Geopolityka
Zniżka za gaz w zamian za przystąpienie Mołdowy do rosyjskiej Unii Celnej
Według rosyjskiego Kommersanta Premier Miedwiediew złożył swojemu mołdawskiemu odpowiednikowi propozycję nie do odrzucenia.
Terytorium postsowieckie, to mimo upływu dwóch dekad, nadal aktualne określenie związane z „największą katastrofą geopolityczną XX wieku”. Dziś oczywiście ma ono nieco mniejszy zasięg i suwerena o szczuplejszym potencjale, niemniej sytuacja ta może ulec zmianie.

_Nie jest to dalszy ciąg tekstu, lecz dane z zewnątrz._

//! Favorites screen: one independently fetched card per saved city.

use std::sync::Arc;

use nimbus_core::AppError;
use nimbus_weather::{
    units::round_half_up, FavoritesStore, FetchError, TemperatureBand, TemperatureUnit,
    WeatherApi, WeatherSnapshot,
};

use crate::error_mapping;
use crate::services::{request_favorite_card, MessageSender, ScreenMessage};

#[derive(Debug, Clone, PartialEq)]
pub enum CardState {
    Loading,
    Ready {
        /// "21°C - clear sky"
        summary: String,
        icon_url: Option<String>,
        band: TemperatureBand,
        raw_temp_celsius: f64,
        description: String,
    },
    /// Fetch failed; the card is not shown
    Failed,
}

#[derive(Debug, Clone, PartialEq)]
pub struct FavoriteCard {
    pub city: String,
    pub state: CardState,
}

impl FavoriteCard {
    pub fn is_visible(&self) -> bool {
        matches!(self.state, CardState::Ready { .. })
    }
}

pub struct FavoritesModel {
    api: Arc<dyn WeatherApi>,
    tx: MessageSender,
    store: FavoritesStore,
    unit: TemperatureUnit,
    cards: Vec<FavoriteCard>,
}

impl FavoritesModel {
    pub fn new(
        api: Arc<dyn WeatherApi>,
        tx: MessageSender,
        store: FavoritesStore,
        unit: TemperatureUnit,
    ) -> Self {
        Self {
            api,
            tx,
            store,
            unit,
            cards: Vec::new(),
        }
    }

    pub fn favorites(&self) -> &[String] {
        self.store.list()
    }

    pub fn cards(&self) -> &[FavoriteCard] {
        &self.cards
    }

    /// Cards that loaded, in list order.
    pub fn visible_cards(&self) -> impl Iterator<Item = &FavoriteCard> {
        self.cards.iter().filter(|c| c.is_visible())
    }

    /// Number of cards still waiting for their fetch.
    pub fn pending(&self) -> usize {
        self.cards
            .iter()
            .filter(|c| c.state == CardState::Loading)
            .count()
    }

    /// Rebuild every card and fetch each city independently.
    pub fn render_all(&mut self) {
        self.cards = self
            .store
            .list()
            .iter()
            .map(|city| FavoriteCard {
                city: city.clone(),
                state: CardState::Loading,
            })
            .collect();

        tracing::debug!("Rendering {} favorites", self.cards.len());
        for card in &self.cards {
            request_favorite_card(&self.tx, self.api.clone(), card.city.clone());
        }
    }

    /// Card remove action: persist, then re-render everything.
    pub fn remove(&mut self, city: &str) -> Result<bool, AppError> {
        let removed = self.store.remove(city).map_err(error_mapping::from_store)?;
        self.render_all();
        Ok(removed)
    }

    pub fn handle(&mut self, msg: ScreenMessage) {
        match msg {
            ScreenMessage::FavoriteCardDone { city, result } => self.apply_card(&city, result),
            other => tracing::debug!("Favorites screen ignoring {:?}", other),
        }
    }

    fn apply_card(&mut self, city: &str, result: Result<WeatherSnapshot, FetchError>) {
        if !self.store.contains(city) {
            tracing::debug!("Dropping card result for removed favorite {}", city);
            return;
        }

        let state = match result {
            Ok(snapshot) => self.ready_state(&snapshot),
            Err(e) => {
                tracing::warn!("Favorite {} failed to load: {}", city, e);
                CardState::Failed
            }
        };

        for card in self.cards.iter_mut().filter(|c| c.city == city) {
            card.state = state.clone();
        }
    }

    fn ready_state(&self, snapshot: &WeatherSnapshot) -> CardState {
        let Some(celsius) = snapshot.raw_temp_celsius else {
            return CardState::Failed;
        };
        CardState::Ready {
            summary: format!("{} - {}", self.unit.format_compact(celsius), snapshot.description),
            icon_url: snapshot.icon_url.clone(),
            band: TemperatureBand::from_celsius(round_half_up(celsius)),
            raw_temp_celsius: celsius,
            description: snapshot.description.clone(),
        }
    }

    pub fn set_unit(&mut self, unit: TemperatureUnit) {
        self.unit = unit;
        for card in &mut self.cards {
            if let CardState::Ready {
                summary,
                raw_temp_celsius,
                description,
                ..
            } = &mut card.state
            {
                *summary = format!("{} - {}", unit.format_compact(*raw_temp_celsius), description);
            }
        }
    }
}

#[cfg(test)]
mod tests {
    use super::*;
    use crate::services::{channel, MessageReceiver};
    use crate::test_support::{drain, snapshot, FakeApi};
    use nimbus_weather::{KeyValueStore, MemoryStore};

    fn seeded(
        api: Arc<FakeApi>,
        seed: &[&str],
    ) -> (FavoritesModel, MessageReceiver, Arc<MemoryStore>) {
        let (tx, rx) = channel();
        let backend = Arc::new(MemoryStore::default());
        let seed: Vec<String> = seed.iter().map(|s| s.to_string()).collect();
        let store = FavoritesStore::load(backend.clone(), &seed).unwrap();
        (
            FavoritesModel::new(api, tx, store, TemperatureUnit::Celsius),
            rx,
            backend,
        )
    }

    #[tokio::test(start_paused = true)]
    async fn test_cards_get_bands_from_rounded_celsius() {
        let api = Arc::new(
            FakeApi::new()
                .with_weather("Dubai", snapshot(29.5, "clear sky", "Dubai, AE"))
                .with_weather("London", snapshot(9.4, "drizzle", "London, GB"))
                .with_weather("Paris", snapshot(19.96, "mist", "Paris, FR")),
        );
        let (mut model, mut rx, _) = seeded(api, &["Dubai", "London", "Paris"]);

        model.render_all();
        assert_eq!(model.pending(), 3);
        drain(&mut rx, |m| model.handle(m)).await;

        let bands: Vec<(String, TemperatureBand)> = model
            .visible_cards()
            .filter_map(|c| match &c.state {
                CardState::Ready { band, .. } => Some((c.city.clone(), *band)),
                _ => None,
            })
            .collect();
        assert_eq!(
            bands,
            vec![
                ("Dubai".to_string(), TemperatureBand::Hot),
                ("London".to_string(), TemperatureBand::Cold),
                ("Paris".to_string(), TemperatureBand::Warm),
            ]
        );
    }

    #[tokio::test(start_paused = true)]
    async fn test_one_failed_card_does_not_block_others() {
        let api = Arc::new(
            FakeApi::new()
                .with_weather("Dubai", snapshot(35.0, "clear sky", "Dubai, AE"))
                .with_weather("London", snapshot(12.0, "overcast clouds", "London, GB")),
        );
        let (mut model, mut rx, _) = seeded(api, &["Dubai", "Nowhere", "London"]);

        model.render_all();
        drain(&mut rx, |m| model.handle(m)).await;

        let shown: Vec<&str> = model.visible_cards().map(|c| c.city.as_str()).collect();
        assert_eq!(shown, ["Dubai", "London"]);
        assert_eq!(model.cards()[1].state, CardState::Failed);
        match &model.cards()[2].state {
            CardState::Ready { summary, .. } => assert_eq!(summary, "12°C - overcast clouds"),
            other => panic!("unexpected {:?}", other),
        }
    }

    #[tokio::test(start_paused = true)]
    async fn test_remove_persists_and_rerenders() {
        let api = Arc::new(
            FakeApi::new()
                .with_weather("Dubai", snapshot(35.0, "clear sky", "Dubai, AE"))
                .with_weather("London", snapshot(12.0, "rain", "London, GB")),
        );
        let (mut model, mut rx, backend) = seeded(api.clone(), &["Dubai", "London"]);
        model.render_all();
        drain(&mut rx, |m| model.handle(m)).await;

        assert!(model.remove("Dubai").unwrap());
        drain(&mut rx, |m| model.handle(m)).await;

        assert_eq!(model.favorites(), ["London".to_string()]);
        assert_eq!(
            backend.get("favorites").unwrap().as_deref(),
            Some(r#"["London"]"#)
        );
        let shown: Vec<&str> = model.visible_cards().map(|c| c.city.as_str()).collect();
        assert_eq!(shown, ["London"]);
        // Two cards, then one after the re-render
        assert_eq!(api.weather_calls().len(), 3);

        assert!(!model.remove("Atlantis").unwrap());
        assert_eq!(model.favorites(), ["London".to_string()]);
    }

    #[tokio::test(start_paused = true)]
    async fn test_remove_on_fresh_screen_loads_remaining_cards() {
        let api = Arc::new(
            FakeApi::new()
                .with_weather("Dubai", snapshot(35.0, "clear sky", "Dubai, AE"))
                .with_weather("London", snapshot(12.0, "rain", "London, GB")),
        );
        let (mut model, mut rx, backend) = seeded(api.clone(), &["Dubai", "London"]);

        assert!(model.remove("London").unwrap());
        assert_eq!(model.pending(), 1);
        drain(&mut rx, |m| model.handle(m)).await;

        assert_eq!(
            backend.get("favorites").unwrap().as_deref(),
            Some(r#"["Dubai"]"#)
        );
        let shown: Vec<&str> = model.visible_cards().map(|c| c.city.as_str()).collect();
        assert_eq!(shown, ["Dubai"]);
        assert_eq!(api.weather_calls().len(), 1);
    }

    #[tokio::test(start_paused = true)]
    async fn test_late_result_for_removed_city_is_dropped() {
        let api = Arc::new(
            FakeApi::new()
                .with_weather("Dubai", snapshot(35.0, "clear sky", "Dubai, AE"))
                .with_weather("London", snapshot(12.0, "rain", "London, GB")),
        );
        let (mut model, mut rx, _) = seeded(api, &["Dubai", "London"]);

        model.render_all();
        model.remove("Dubai").unwrap();
        drain(&mut rx, |m| model.handle(m)).await;

        assert!(model.cards().iter().all(|c| c.city != "Dubai"));
        assert_eq!(model.pending(), 0);
    }

    #[tokio::test(start_paused = true)]
    async fn test_unit_toggle_keeps_band() {
        let api = Arc::new(
            FakeApi::new().with_weather("Dubai", snapshot(30.0, "clear sky", "Dubai, AE")),
        );
        let (mut model, mut rx, _) = seeded(api, &["Dubai"]);
        model.render_all();
        drain(&mut rx, |m| model.handle(m)).await;

        model.set_unit(TemperatureUnit::Fahrenheit);

        match &model.cards()[0].state {
            CardState::Ready { summary, band, .. } => {
                assert_eq!(summary, "86°F - clear sky");
                assert_eq!(*band, TemperatureBand::Hot);
            }
            other => panic!("unexpected {:?}", other),
        }
    }
}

W tym kontekście Dniestr stanowi po mołdawskiej "rewolucji twitterowej" karykaturę Żelaznej Kurtyny, na wschód od tej rzeki rozpościera się, bowiem strefa pokolonialna- suwerennych demokracji, przypadkowych granic kreślonych przez partyjnych notabli, korupcji czy ekonomiki odgórnej industrializacji.
Wizyta Premiera Vlada Filata w Rosji znów przypomina nam o nieustannej woli politycznej Kremla do przekroczenia powyższego Rubikonu i sięgnięcia po Kiszyniów. Parafrazując antyczne powiedzenie- spuścizna kolonialna sprawia, że „wszystkie rury prowadzą do Moskwy”. To jedno z najważniejszych narzędzi zasypujących postsowiecką wyrwę i odbudowującą strefę niestabilności, którą chce zarządzać Rosja.
Co mam na myśli?
Jeśli Mołdowa będzie aspirowała do uczestnictwa w Unii Celnej (UC), Rosja rozważy jej członkostwo- powiedział Premier FR Dmitrij Miedwiediew po spotkaniu z Premierem Mołdowy Vladem Filatem. Rosyjskie media zgodnie stwierdzają, że słowa te zabrzmiały jak zachęta do uczestnictwa Kiszyniowa w najważniejszym projekcie gospodarczym Kremla zrzeszającym Rosję, Kazachstan i Białoruś. Rewelacje Kommersanta rzucają jednak na tą wypowiedź nowe światło...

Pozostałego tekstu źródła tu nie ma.